Among the records that follow, set down only the lines from the one containing "if let Err(e) = swarm_api::serve(state, port).await" to the one containing "fn apply_args(config: &mut", both included, exactly.
━━━ Given data ━━━
//! Data models for the BuatEvent frontend

pub mod auth;
pub mod availability;
pub mod blockchain;
pub mod error;
pub mod hotel;
pub mod inventory;
pub mod reservation;
pub mod room;

pub use auth::*;
pub use availability::*;
pub use blockchain::*;
pub use error::*;
pub use hotel::*;
pub use inventory::*;
pub use reservation::*;
pub use room::*;
//! Inbound side of the peer transport.

use std::net::{Ipv4Addr, SocketAddrV4};

use anyhow::{Context, Result};
use socket2::{Domain, Protocol, Socket, Type};
use tokio::net::TcpListener;
use tokio::sync::broadcast;

use super::connection::run_connection;
use super::{Direction, Transport};

/// Bind the peer port on all IPv4 interfaces.
pub fn bind(port: u16) -> Result<TcpListener> {
    let socket = Socket::new(Domain::IPV4, Type::STREAM, Some(Protocol::TCP)).context("socket()")?;
    socket.set_reuse_address(true).context("SO_REUSEADDR")?;
    socket.set_nonblocking(true).context("set_nonblocking")?;

    let bind_addr = SocketAddrV4::new(Ipv4Addr::UNSPECIFIED, port);
    socket.bind(&bind_addr.into()).context("bind()")?;
    socket.listen(1024).context("listen()")?;

    TcpListener::from_std(socket.into()).context("failed to convert to tokio TcpListener")
}

/// Accept peers until shutdown, one task per link.
pub async fn accept_loop(
    transport: Transport,
    listener: TcpListener,
    mut shutdown: broadcast::Receiver<()>,
) {
    if let Ok(local) = listener.local_addr() {
        tracing::info!(addr = %local, "peer listener starting");
    }

    loop {
        tokio::select! {
            _ = shutdown.recv() => {
                tracing::info!("peer listener shutting down");
                return;
            }
            accepted = listener.accept() => match accepted {
                Ok((stream, addr)) => {
                    let _ = stream.set_nodelay(true);
                    tokio::spawn(run_connection(transport.clone(), stream, addr, Direction::Inbound));
                }
                Err(e) => tracing::warn!(error = %e, "accept failed"),
            },
        }
    }
}
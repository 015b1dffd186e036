//! Periodic peer-list exchange.
//!
//! Each tick, this node's own details plus the details of every connected
//! peer go out as one `PeerList` frame on every live link. Receivers merge
//! them into their suggestion pool, which is what discovery draws from.

use std::collections::BTreeMap;
use std::time::Duration;

use bytes::Bytes;
use tokio::sync::broadcast;
use tokio::time::MissedTickBehavior;

use swarm_core::wire::PeerMessage;

use crate::transport::Transport;

/// Own details followed by connected peers, one entry per identity.
pub fn peer_list(transport: &Transport) -> PeerMessage {
    let own = transport.details.details();
    let mut peers = BTreeMap::new();
    transport.registry.with_snapshot(|t| {
        for details in t.server_peers.values().chain(t.client_peers.values()) {
            if details.public_key != own.public_key {
                peers
                    .entry(details.public_key.clone())
                    .or_insert_with(|| details.clone());
            }
        }
    });

    PeerMessage::PeerList(std::iter::once(own).chain(peers.into_values()).collect())
}

/// Encode one peer list and queue it on every link.
pub fn gossip_once(transport: &Transport) -> usize {
    let msg = peer_list(transport);
    match msg.encode() {
        Ok(frame) => transport.broadcast(Bytes::from(frame)),
        Err(e) => {
            tracing::warn!(error = %e, "failed to encode peer list");
            0
        }
    }
}

pub async fn gossip_loop(transport: Transport, every: Duration, mut shutdown: broadcast::Receiver<()>) {
    let mut interval = tokio::time::interval_at(tokio::time::Instant::now() + every, every);
    interval.set_missed_tick_behavior(MissedTickBehavior::Delay);

    loop {
        tokio::select! {
            _ = shutdown.recv() => {
                tracing::info!("gossip shutting down");
                return;
            }
            _ = interval.tick() => {
                let links = gossip_once(&transport);
                tracing::debug!(links, "peer list sent");
            }
        }
    }
}
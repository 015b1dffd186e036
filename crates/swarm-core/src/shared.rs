//! Shared, synchronized ownership of one `NodeDetails`.
//!
//! Every read and write goes through a closure that runs while the lock is
//! held. The closure receives a borrow whose lifetime ends with the call, so
//! no caller can keep a reference into the guarded value afterwards.

use std::sync::{Arc, RwLock};

use crate::node::{EntryPoint, NodeDetails, PublicKey};

#[derive(Debug, Clone, Default)]
pub struct SharedNodeDetails {
    inner: Arc<RwLock<NodeDetails>>,
}

impl SharedNodeDetails {
    pub fn new(details: NodeDetails) -> Self {
        Self {
            inner: Arc::new(RwLock::new(details)),
        }
    }

    /// Run `f` with exclusive mutable access. Other accessors block until it returns.
    ///
    /// Keep `f` short and free of I/O.
    pub fn with_details<R>(&self, f: impl FnOnce(&mut NodeDetails) -> R) -> R {
        let mut guard = self.inner.write().unwrap_or_else(|e| e.into_inner());
        f(&mut guard)
    }

    /// Run `f` with shared read access.
    pub fn read<R>(&self, f: impl FnOnce(&NodeDetails) -> R) -> R {
        let guard = self.inner.read().unwrap_or_else(|e| e.into_inner());
        f(&guard)
    }

    /// Consistent snapshot.
    pub fn details(&self) -> NodeDetails {
        self.read(NodeDetails::clone)
    }

    pub fn public_key(&self) -> PublicKey {
        self.read(|d| d.public_key.clone())
    }

    pub fn default_port(&self) -> u16 {
        self.read(|d| d.default_port)
    }

    pub fn default_http_port(&self) -> u16 {
        self.read(|d| d.default_http_port)
    }

    pub fn add_entry_point(&self, entry: EntryPoint) {
        self.with_details(|d| d.add_entry_point(entry));
    }
}
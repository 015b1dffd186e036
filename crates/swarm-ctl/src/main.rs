//! swarm-ctl: command-line interface for the swarm daemon.

use anyhow::{Context, Result};

mod cmd;

const DEFAULT_PORT: u16 = 8080;

#[derive(Debug, PartialEq, Eq)]
enum Command {
    Status,
    Node,
    Peers,
    Suggestions,
    Bootstrap { host: String, port: u16 },
    SetAddress { host: String },
    Shutdown,
    Help,
}

fn print_usage() {
    println!("Usage: swarm-ctl [--port <port>] <command>");
    println!();
    println!("Commands:");
    println!("  status                    Show node status and peer counts");
    println!("  node                      Print this node's details");
    println!("  peers                     List connected peers");
    println!("  suggestions               List suggested peers");
    println!("  bootstrap <host> <port>   Dial a peer");
    println!("  set-address <host>        Set the advertised host");
    println!("  shutdown                  Stop the daemon");
    println!();
    println!("Options:");
    println!("  --port <port>   API port (default: {})", DEFAULT_PORT);
}

/// Split `--port` from the command words.
fn parse_args(args: &[String]) -> Result<(u16, Option<Command>)> {
    let mut port = DEFAULT_PORT;
    let mut remaining: Vec<&str> = Vec::new();
    let mut i = 0;
    while i < args.len() {
        if args[i] == "--port" {
            i += 1;
            port = args
                .get(i)
                .context("--port requires a value")?
                .parse()
                .context("--port must be a number")?;
        } else {
            remaining.push(&args[i]);
        }
        i += 1;
    }

    let command = match remaining.as_slice() {
        ["status"] | [] => Command::Status,
        ["node"] => Command::Node,
        ["peers"] => Command::Peers,
        ["suggestions"] => Command::Suggestions,
        ["bootstrap", host, peer_port] => Command::Bootstrap {
            host: host.to_string(),
            port: peer_port.parse().context("peer port must be a number")?,
        },
        ["set-address", host] => Command::SetAddress {
            host: host.to_string(),
        },
        ["shutdown"] => Command::Shutdown,
        ["help"] | ["--help"] | ["-h"] => Command::Help,
        other => {
            eprintln!("Unknown command: {}", other.join(" "));
            return Ok((port, None));
        }
    };
    Ok((port, Some(command)))
}

// ── Entry point ───────────────────────────────────────────────────────────────

#[tokio::main]
async fn main() -> Result<()> {
    let args: Vec<String> = std::env::args().skip(1).collect();

    let (port, command) = parse_args(&args)?;
    let Some(command) = command else {
        eprintln!();
        print_usage();
        std::process::exit(1);
    };

    match command {
        Command::Status => cmd::status::cmd_status(port).await,
        Command::Node => cmd::node::cmd_node(port).await,
        Command::Peers => cmd::peers::cmd_peers(port).await,
        Command::Suggestions => cmd::peers::cmd_suggestions(port).await,
        Command::Bootstrap { host, port: peer_port } => {
            cmd::bootstrap::cmd_bootstrap(port, &host, peer_port).await
        }
        Command::SetAddress { host } => cmd::node::cmd_set_address(port, &host).await,
        Command::Shutdown => cmd::status::cmd_shutdown(port).await,
        Command::Help => {
            print_usage();
            Ok(())
        }
    }
}
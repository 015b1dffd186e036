//! Node identity generation.

use rand::RngCore;

use crate::node::PublicKey;

/// Bytes of entropy behind a generated identity.
pub const IDENTITY_LEN: usize = 32;

/// Generate a fresh random identity, hex-encoded.
pub fn generate_public_key() -> PublicKey {
    let mut bytes = [0u8; IDENTITY_LEN];
    rand::thread_rng().fill_bytes(&mut bytes);
    PublicKey::new(hex::encode(bytes))
}

/// Use `configured` if non-empty, otherwise generate a new identity.
pub fn resolve_public_key(configured: &str) -> PublicKey {
    if configured.is_empty() {
        generate_public_key()
    } else {
        PublicKey::new(configured)
    }
}
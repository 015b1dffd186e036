//! Shared HTTP request helpers for CLI commands.

use anyhow::{Context, Result};
use serde::{Deserialize, Serialize};

pub fn base_url(port: u16) -> String {
    format!("http://127.0.0.1:{}/api", port)
}

pub async fn get_json<T: for<'de> Deserialize<'de>>(url: &str) -> Result<T> {
    reqwest::get(url)
        .await
        .with_context(|| format!("failed to connect to swarmd at {}, is it running?", url))?
        .error_for_status()
        .context("request rejected")?
        .json::<T>()
        .await
        .context("failed to parse response")
}

pub async fn post_json<T: for<'de> Deserialize<'de>>(url: &str) -> Result<T> {
    reqwest::Client::new()
        .post(url)
        .send()
        .await
        .with_context(|| format!("failed to connect to swarmd at {}, is it running?", url))?
        .error_for_status()
        .context("request rejected")?
        .json::<T>()
        .await
        .context("failed to parse response")
}

pub async fn post_json_body<T, R>(url: &str, body: &T) -> Result<R>
where
    T: Serialize,
    R: for<'de> Deserialize<'de>,
{
    let resp = reqwest::Client::new()
        .post(url)
        .json(body)
        .send()
        .await
        .with_context(|| format!("failed to connect to swarmd at {}, is it running?", url))?;

    let status = resp.status();
    if !status.is_success() {
        let reason = resp.text().await.unwrap_or_default();
        anyhow::bail!("{}: {}", status, reason);
    }
    resp.json::<R>().await.context("failed to parse response")
}
//! swarm-api: HTTP introspection for a swarm node.
//!
//! Read access to this node's details and the peer registry, plus a few
//! operator actions. No authentication; binds to loopback only.

pub mod handlers;

use std::time::Instant;

use axum::extract::Request;
use axum::middleware::{self, Next};
use axum::response::Response;
use axum::routing::{get, post};
use axum::Router;
use tower_http::cors::{Any, CorsLayer};

pub use handlers::ApiState;

/// Build the full router. `/api` is the only prefix.
pub fn router(state: ApiState) -> Router {
    let cors = CorsLayer::new()
        .allow_origin(Any)
        .allow_methods(Any)
        .allow_headers(Any);

    let api_routes = Router::new()
        .route("/status", get(handlers::handle_status))
        .route("/node", get(handlers::handle_node))
        .route("/node/address", post(handlers::handle_set_address))
        .route("/peers", get(handlers::handle_peers))
        .route("/suggestions", get(handlers::handle_suggestions))
        .route("/bootstrap", post(handlers::handle_bootstrap))
        .route("/daemon/shutdown", post(handlers::handle_shutdown))
        .with_state(state);

    Router::new()
        .nest("/api", api_routes)
        .layer(middleware::from_fn(log_request))
        .layer(cors)
}

pub async fn serve(state: ApiState, port: u16) -> anyhow::Result<()> {
    let mut shutdown = state.shutdown_tx.subscribe();
    let app = router(state);

    let listener = tokio::net::TcpListener::bind(format!("127.0.0.1:{}", port)).await?;
    tracing::info!(port, "API listening on 127.0.0.1");
    axum::serve(listener, app)
        .with_graceful_shutdown(async move {
            let _ = shutdown.recv().await;
        })
        .await?;
    Ok(())
}

/// One log line per request.
async fn log_request(req: Request, next: Next) -> Response {
    let method = req.method().clone();
    let path = req.uri().path().to_string();
    let started = Instant::now();

    let response = next.run(req).await;

    tracing::info!(
        %method,
        path,
        status = response.status().as_u16(),
        elapsed_ms = started.elapsed().as_millis() as u64,
        "http request"
    );
    response
}
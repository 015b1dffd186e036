//! swarmd: swarm membership daemon.
//!
//! Usage: `swarmd [peer_port] [http_port] [public_key]`

use std::sync::Arc;

use anyhow::{Context, Result};

use swarm_core::config::SwarmConfig;
use swarm_core::identity::resolve_public_key;
use swarm_services::{ChannelConnector, DiscoverySettings, NodeIdentity, PeerRegistry, SwarmService};

mod gossip;
mod transport;

use transport::{dialer, listener, Transport};

#[tokio::main]
async fn main() -> Result<()> {
    tracing_subscriber::fmt()
        .with_env_filter(tracing_subscriber::EnvFilter::from_default_env())
        .init();

    // Load config
    if let Err(e) = SwarmConfig::write_default_if_missing() {
        tracing::warn!(error = %e, "failed to write default config");
    }
    let mut config = SwarmConfig::load().unwrap_or_else(|e| {
        tracing::warn!(error = %e, "failed to load config, using defaults");
        SwarmConfig::default()
    });
    apply_args(&mut config, std::env::args().skip(1))?;

    let public_key = resolve_public_key(&config.identity.public_key);
    tracing::info!(
        public_key = %public_key,
        peer_port = config.network.peer_port,
        http_port = config.network.http_port,
        "swarmd starting"
    );

    // Shared state
    let table = transport::new_connection_table();
    let (connector, dial_rx) = ChannelConnector::new();
    let registry = PeerRegistry::new(Arc::new(connector), transport::resolver(&table))
        .with_max_suggestions(config.discovery.max_suggestions);

    let service = SwarmService::new(
        NodeIdentity {
            public_key,
            peer_port: config.network.peer_port,
            http_port: config.network.http_port,
            advertise_host: config.network.advertise_host.clone(),
        },
        DiscoverySettings::from(&config.discovery),
        registry.clone(),
    );
    let transport = Transport::new(table, registry.clone(), service.details().clone());

    // ── Shutdown channel ─────────────────────────────────────────────────────
    let (shutdown_tx, _) = tokio::sync::broadcast::channel::<()>(1);

    {
        let shutdown = shutdown_tx.clone();
        tokio::spawn(async move {
            tokio::signal::ctrl_c().await.ok();
            tracing::info!("shutdown signal received");
            let _ = shutdown.send(());
        });
    }

    // ── Spawn tasks ──────────────────────────────────────────────────────────

    let peer_listener = listener::bind(config.network.peer_port)
        .with_context(|| format!("failed to bind peer port {}", config.network.peer_port))?;
    let listener_task = tokio::spawn(listener::accept_loop(
        transport.clone(),
        peer_listener,
        shutdown_tx.subscribe(),
    ));

    let dialer_task = tokio::spawn(dialer::dial_loop(
        transport.clone(),
        dial_rx,
        config.network.connect_timeout(),
        shutdown_tx.subscribe(),
    ));

    let gossip_task = tokio::spawn(gossip::gossip_loop(
        transport.clone(),
        config.gossip.interval(),
        shutdown_tx.subscribe(),
    ));

    let api_task = {
        let state = swarm_api::ApiState {
            service: service.clone(),
            shutdown_tx: shutdown_tx.clone(),
        };
        let port = config.network.http_port;
        tokio::spawn(async move {
            if let Err(e) = swarm_api::serve(state, port).await {
                tracing::error!(error = %e, "api server failed");
            }
        })
    };

    for peer in &config.network.bootstrap_peers {
        match parse_peer(peer) {
            Some((host, port)) => registry.bootstrap(host, port),
            None => tracing::warn!(peer = %peer, "ignoring malformed bootstrap peer"),
        }
    }

    service.start();

    // ── Wait for exit ────────────────────────────────────────────────────────

    let mut shutdown_rx = shutdown_tx.subscribe();

    tokio::select! {
        _ = shutdown_rx.recv() => tracing::info!("shutting down"),
        r = listener_task      => tracing::error!("peer listener exited: {:?}", r),
        r = dialer_task        => tracing::error!("dialer exited: {:?}", r),
        r = gossip_task        => tracing::error!("gossip exited: {:?}", r),
        r = api_task           => tracing::error!("api server exited: {:?}", r),
    }

    service.stop();
    service.join().await;
    let _ = shutdown_tx.send(());
    Ok(())
}

/// Positional overrides: peer port, http port, public key.
fn apply_args(config: &mut SwarmConfig, mut args: impl Iterator<Item = String>) -> Result<()> {
    if let Some(port) = args.next() {
        config.network.peer_port = port
            .parse()
            .with_context(|| format!("invalid peer port: {port}"))?;
    }
    if let Some(port) = args.next() {
        config.network.http_port = port
            .parse()
            .with_context(|| format!("invalid http port: {port}"))?;
    }
    if let Some(key) = args.next() {
        config.identity.public_key = key;
    }
    Ok(())
}

/// Split `host:port`.
fn parse_peer(peer: &str) -> Option<(&str, u16)> {
    let (host, port) = peer.trim().rsplit_once(':')?;
    let port = port.parse().ok()?;
    (!host.is_empty() && port != 0).then_some((host, port))
}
━━━
**Task result**
            if let Err(e) = swarm_api::serve(state, port).await {
                tracing::error!(error = %e, "api server failed");
            }
        })
    };

    for peer in &config.network.bootstrap_peers {
        match parse_peer(peer) {
            Some((host, port)) => registry.bootstrap(host, port),
            None => tracing::warn!(peer = %peer, "ignoring malformed bootstrap peer"),
        }
    }

    service.start();

    // ── Wait for exit ────────────────────────────────────────────────────────

    let mut shutdown_rx = shutdown_tx.subscribe();

    tokio::select! {
        _ = shutdown_rx.recv() => tracing::info!("shutting down"),
        r = listener_task      => tracing::error!("peer listener exited: {:?}", r),
        r = dialer_task        => tracing::error!("dialer exited: {:?}", r),
        r = gossip_task        => tracing::error!("gossip exited: {:?}", r),
        r = api_task           => tracing::error!("api server exited: {:?}", r),
    }

    service.stop();
    service.join().await;
    let _ = shutdown_tx.send(());
    Ok(())
}

/// Positional overrides: peer port, http port, public key.
fn apply_args(config: &mut SwarmConfig, mut args: impl Iterator<Item = String>) -> Result<()> {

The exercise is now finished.